Although this chlorine dose is larger than what is typically employed at a DWTP, the objective of the experiment was to simulate disinfection where an excess of chlorine is added relative to the concentration of organic microcontaminants, and using high enough doses of BACs that are well above limits of instrument detection. The 100mL sample reactions took place in sealed 125mL amber glass jars (no mixing) with headspace in order to more accurately simulate DWTP conditions over 24 hours at 20°C in the dark.

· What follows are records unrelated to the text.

// =============================================================================
// Record Assembly — one enriched output record per trading day
// =============================================================================
//
// Zips the repaired series and the padded indicator series into immutable
// `StockRecord`s, running the crossover tracker incrementally along the
// way. Nothing is mutated: the formatted raw volume is a new field, and a
// raw volume that was null stays null (never coerced to "0").
// =============================================================================

use serde::Serialize;

use crate::pipeline::crossover::{CrossType, CrossoverTracker, Strength};
use crate::pipeline::volume::format_lots;

/// One fully-derived row of the stock report.
///
/// `id` is 1-based and index-ascending (oldest day first); presentation
/// layers that want newest-first sort by `id` descending themselves.
/// Field names serialize camelCase to match the original JSON wire shape.
#[derive(Debug, Clone, Serialize)]
#[serde(rename_all = "camelCase")]
pub struct StockRecord {
    pub id: usize,
    pub timestamp: String,
    pub interpolated_price: f64,
    pub sma10: Option<f64>,
    pub sma50: Option<f64>,
    pub rsi: Option<f64>,
    /// Repaired volume, formatted in lot units ("張").
    pub interpolated_volume: String,
    pub is_sma10_strong: Strength,
    pub cross_type: Option<CrossType>,
    /// Original close, still null where the feed had a gap.
    pub closing_price: Option<f64>,
    /// Original volume formatted in lot units; null gaps preserved.
    pub volume: Option<String>,
    pub stock_symbol: String,
}

/// Per-index inputs consumed by [`assemble`]. All slices must share the
/// same length; the caller (`process_stock_data`) enforces that.
pub struct AssembleInput<'a> {
    pub symbol: &'a str,
    pub timestamps: &'a [String],
    pub interpolated_prices: &'a [f64],
    pub sma10: &'a [Option<f64>],
    pub sma50: &'a [Option<f64>],
    pub rsi: &'a [Option<f64>],
    pub interpolated_volumes: &'a [f64],
    pub raw_closes: &'a [Option<f64>],
    pub raw_volumes: &'a [Option<f64>],
}

/// Walk indices `0..n` once, carrying crossover state across the pass, and
/// emit one record per index.
pub fn assemble(input: AssembleInput<'_>) -> Vec<StockRecord> {
    let mut tracker = CrossoverTracker::new();

    input
        .timestamps
        .iter()
        .enumerate()
        .map(|(i, timestamp)| {
            let (strength, cross) = tracker.update(input.sma10[i], input.sma50[i]);

            StockRecord {
                id: i + 1,
                timestamp: timestamp.clone(),
                interpolated_price: input.interpolated_prices[i],
                sma10: input.sma10[i],
                sma50: input.sma50[i],
                rsi: input.rsi[i],
                interpolated_volume: format_lots(input.interpolated_volumes[i]),
                is_sma10_strong: strength,
                cross_type: cross,
                closing_price: input.raw_closes[i],
                volume: input.raw_volumes[i].map(format_lots),
                stock_symbol: input.symbol.to_string(),
            }
        })
        .collect()
}
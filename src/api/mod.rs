// =============================================================================
// HTTP API Module
// =============================================================================

pub mod rest;
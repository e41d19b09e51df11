// =============================================================================
// Yahoo Finance Chart API — fetch layer
// =============================================================================
//
// The only network-facing collaborator of the report pipeline. Fetches the
// daily chart for a Taiwan-listed ticker and hands back three parallel
// arrays: date labels, nullable closes, nullable volumes.

pub mod client;

pub use client::{RawSeries, YahooClient};
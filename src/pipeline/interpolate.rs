// =============================================================================
// Rolling-Average Interpolation — gap repair for daily series
// =============================================================================
//
// Exchange feeds occasionally deliver days with a missing close or volume.
// Each gap is filled with the arithmetic mean of the non-null values inside
// a local window of the ORIGINAL series; already-filled values never feed a
// neighboring window, so the result is independent of scan direction.
// =============================================================================

/// Default half-width of the interpolation window (days on each side).
pub const DEFAULT_WINDOW_SIZE: usize = 3;

/// Fill `None` gaps in `series` with the mean of the non-null values in the
/// closed window `[max(0, i - window_size), min(n, i + window_size + 1))`.
///
/// Returns a new vector of the same length; the input is never mutated.
/// Window values are always read from the original `series`, not from the
/// partially-filled result.
///
/// # Edge cases
/// - A window containing no non-null value leaves the entry `None` — a
///   residual gap the caller must handle (see `pipeline::process_stock_data`).
/// - Gap-free input is returned unchanged.
pub fn interpolate(series: &[Option<f64>], window_size: usize) -> Vec<Option<f64>> {
    let n = series.len();
    let mut filled = series.to_vec();

    for i in 0..n {
        if series[i].is_some() {
            continue;
        }

        let start = i.saturating_sub(window_size);
        let end = (i + window_size + 1).min(n);

        let surrounding: Vec<f64> = series[start..end].iter().filter_map(|v| *v).collect();
        if !surrounding.is_empty() {
            let sum: f64 = surrounding.iter().sum();
            filled[i] = Some(sum / surrounding.len() as f64);
        }
    }

    filled
}

// =============================================================================
// Unit Tests
// =============================================================================
#[cfg(test)]
mod tests {
    use super::*;

    #[test]
    fn gap_free_input_is_identity() {
        let series = vec![Some(1.0), Some(2.0), Some(3.0)];
        assert_eq!(interpolate(&series, DEFAULT_WINDOW_SIZE), series);
    }

    #[test]
    fn empty_input() {
        assert!(interpolate(&[], DEFAULT_WINDOW_SIZE).is_empty());
    }

    #[test]
    fn single_gap_filled_with_window_mean() {
        // Window around index 1 covers the whole series; mean of {10,12,13,14}.
        let series = vec![Some(10.0), None, Some(12.0), Some(13.0), Some(14.0)];
        let filled = interpolate(&series, 3);
        assert_eq!(filled.len(), 5);
        assert!((filled[1].unwrap() - 12.25).abs() < 1e-10);
        // Known values untouched.
        assert_eq!(filled[0], Some(10.0));
        assert_eq!(filled[4], Some(14.0));
    }

    #[test]
    fn window_clamped_at_series_edges() {
        // Gap at index 0 with window 1: only index 1 contributes.
        let series = vec![None, Some(4.0), Some(100.0)];
        let filled = interpolate(&series, 1);
        assert_eq!(filled[0], Some(4.0));
    }

    #[test]
    fn replacements_do_not_feed_neighboring_windows() {
        // Two adjacent gaps with window 1: each sees only the original
        // values, so the fill for index 2 must not use the fill at index 1.
        let series = vec![Some(10.0), None, None, Some(40.0)];
        let filled = interpolate(&series, 1);
        assert_eq!(filled[1], Some(10.0)); // window [0, 3): {10}
        assert_eq!(filled[2], Some(40.0)); // window [1, 4): {40}
    }

    #[test]
    fn all_null_window_leaves_residual_gap() {
        let series = vec![None, None, None];
        let filled = interpolate(&series, 1);
        assert_eq!(filled, vec![None, None, None]);
    }

    #[test]
    fn input_is_not_mutated() {
        let series = vec![Some(1.0), None, Some(3.0)];
        let _ = interpolate(&series, 3);
        assert_eq!(series[1], None);
    }
}
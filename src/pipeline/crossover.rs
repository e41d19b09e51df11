// =============================================================================
// Moving-Average Crossover Classification
// =============================================================================
//
// A golden cross marks the short moving average overtaking the long one; a
// death cross marks the reverse. Classification is a single stateful
// forward pass: each index compares SMA10 against SMA50 into a tri-state
// strength, and a cross fires only when both the current and the previous
// strength are defined and they disagree.
// =============================================================================

use serde::Serialize;

/// Relative strength of the short moving average versus the long one at a
/// single index.
///
/// `Unknown` covers every index where either average is still inside its
/// warm-up (a padding sentinel). Ties count as `Strong` — the comparison is
/// `>=` on purpose.
#[derive(Debug, Clone, Copy, PartialEq, Eq, Serialize)]
#[serde(rename_all = "lowercase")]
pub enum Strength {
    Unknown,
    Weak,
    Strong,
}

impl Strength {
    /// Classify one index from the padded SMA series.
    pub fn classify(sma10: Option<f64>, sma50: Option<f64>) -> Self {
        match (sma10, sma50) {
            (Some(short), Some(long)) => {
                if short >= long {
                    Self::Strong
                } else {
                    Self::Weak
                }
            }
            _ => Self::Unknown,
        }
    }
}

/// Discrete crossover event between two moving averages.
#[derive(Debug, Clone, Copy, PartialEq, Eq, Serialize)]
pub enum CrossType {
    #[serde(rename = "golden-cross")]
    GoldenCross,
    #[serde(rename = "death-cross")]
    DeathCross,
}

/// Carries the previous index's strength across one forward pass.
///
/// The tracker is consumed by a single series walk and never shared between
/// runs. "Previous" means the immediately preceding index — unknowns are
/// not skipped, so a transition out of an unknown run never itself counts
/// as a cross; the first defined-to-defined flip afterwards is the earliest
/// possible one.
#[derive(Debug)]
pub struct CrossoverTracker {
    prev: Strength,
}

impl CrossoverTracker {
    pub fn new() -> Self {
        Self {
            prev: Strength::Unknown,
        }
    }

    /// Advance one index: classify the strength at this index and report a
    /// cross if the defined strength flipped since the previous index.
    pub fn update(&mut self, sma10: Option<f64>, sma50: Option<f64>) -> (Strength, Option<CrossType>) {
        let current = Strength::classify(sma10, sma50);

        let cross = match (self.prev, current) {
            (Strength::Weak, Strength::Strong) => Some(CrossType::GoldenCross),
            (Strength::Strong, Strength::Weak) => Some(CrossType::DeathCross),
            _ => None,
        };

        self.prev = current;
        (current, cross)
    }
}

impl Default for CrossoverTracker {
    fn default() -> Self {
        Self::new()
    }
}
// =============================================================================
// Relative Strength Index (RSI) — Wilder's Smoothing
// =============================================================================
//
// A bounded [0, 100] momentum oscillator derived from the ratio of average
// gains to average losses over a trailing window of price changes.
//
// Step 1 — Deltas of consecutive closes.
// Step 2 — Seed avg gain / avg loss with the simple mean of the first
//          `period` gains / losses.
// Step 3 — Wilder smoothing for every later delta:
//            avg = (prev_avg * (period - 1) + current) / period
// Step 4 — RS = avg_gain / avg_loss,  RSI = 100 - 100 / (1 + RS)
// =============================================================================

/// Compute the full RSI series for the given `closes` and `period`.
///
/// The first output value corresponds to the close at index `period` (the
/// first `period` deltas are consumed to seed the averages), so the output
/// length is `closes.len() - period`.
///
/// # Edge cases
/// - `period == 0` => empty vec
/// - `closes.len() < period + 1` => empty vec (need `period` deltas)
/// - Average loss of zero clamps RSI to 100; a completely flat window
///   yields the neutral 50.
/// - A non-finite result stops the series early.
pub fn calculate_rsi(closes: &[f64], period: usize) -> Vec<f64> {
    if period == 0 || closes.len() < period + 1 {
        return Vec::new();
    }

    let deltas: Vec<f64> = closes.windows(2).map(|w| w[1] - w[0]).collect();

    // Seed averages with the simple mean of the first `period` deltas.
    let (sum_gain, sum_loss) = deltas[..period]
        .iter()
        .fold((0.0_f64, 0.0_f64), |(g, l), &d| {
            if d > 0.0 {
                (g + d, l)
            } else {
                (g, l + d.abs())
            }
        });

    let period_f = period as f64;
    let mut avg_gain = sum_gain / period_f;
    let mut avg_loss = sum_loss / period_f;

    let mut result = Vec::with_capacity(deltas.len() - period + 1);
    match rsi_from_averages(avg_gain, avg_loss) {
        Some(first) => result.push(first),
        None => return Vec::new(),
    }

    for &delta in &deltas[period..] {
        let gain = delta.max(0.0);
        let loss = (-delta).max(0.0);

        avg_gain = (avg_gain * (period_f - 1.0) + gain) / period_f;
        avg_loss = (avg_loss * (period_f - 1.0) + loss) / period_f;

        match rsi_from_averages(avg_gain, avg_loss) {
            Some(rsi) => result.push(rsi),
            None => break,
        }
    }

    result
}

/// Convert average gain / loss into an RSI value in [0, 100].
///
/// A flat window (both averages zero) maps to the neutral 50; loss-free
/// windows clamp to 100. Returns `None` on a non-finite result.
fn rsi_from_averages(avg_gain: f64, avg_loss: f64) -> Option<f64> {
    let rsi = if avg_loss == 0.0 && avg_gain == 0.0 {
        50.0
    } else if avg_loss == 0.0 {
        100.0
    } else {
        let rs = avg_gain / avg_loss;
        100.0 - 100.0 / (1.0 + rs)
    };

    rsi.is_finite().then_some(rsi)
}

The pH of the reaction was not controlled during the course of the experiment in order to avoid adding interfering ions that would cause ion suppression during MS analysis but was in the range of 6-8. After the 24 hour contact time, a 1mL aliquot of the chlorinated samples (diluted 1:10 in LGW) was removed for measurement of free chlorine residual using a HACH test kit pocket colorimeter based on Standard Method 4500-Cl G. (APHA, 1999), and the remaining sample quenched with a 40mg/mL sodium sulfite solution in LGW for TOX analysis or a 40mg/mL ascorbic acid solution in LGW for MS/MS analysis. The

solutions mentioned above used for quenching the chlorine reaction were prepared immediately before addition into the sample. Separate sets of samples were prepared for the different analyses because each analysis was completed on a different day.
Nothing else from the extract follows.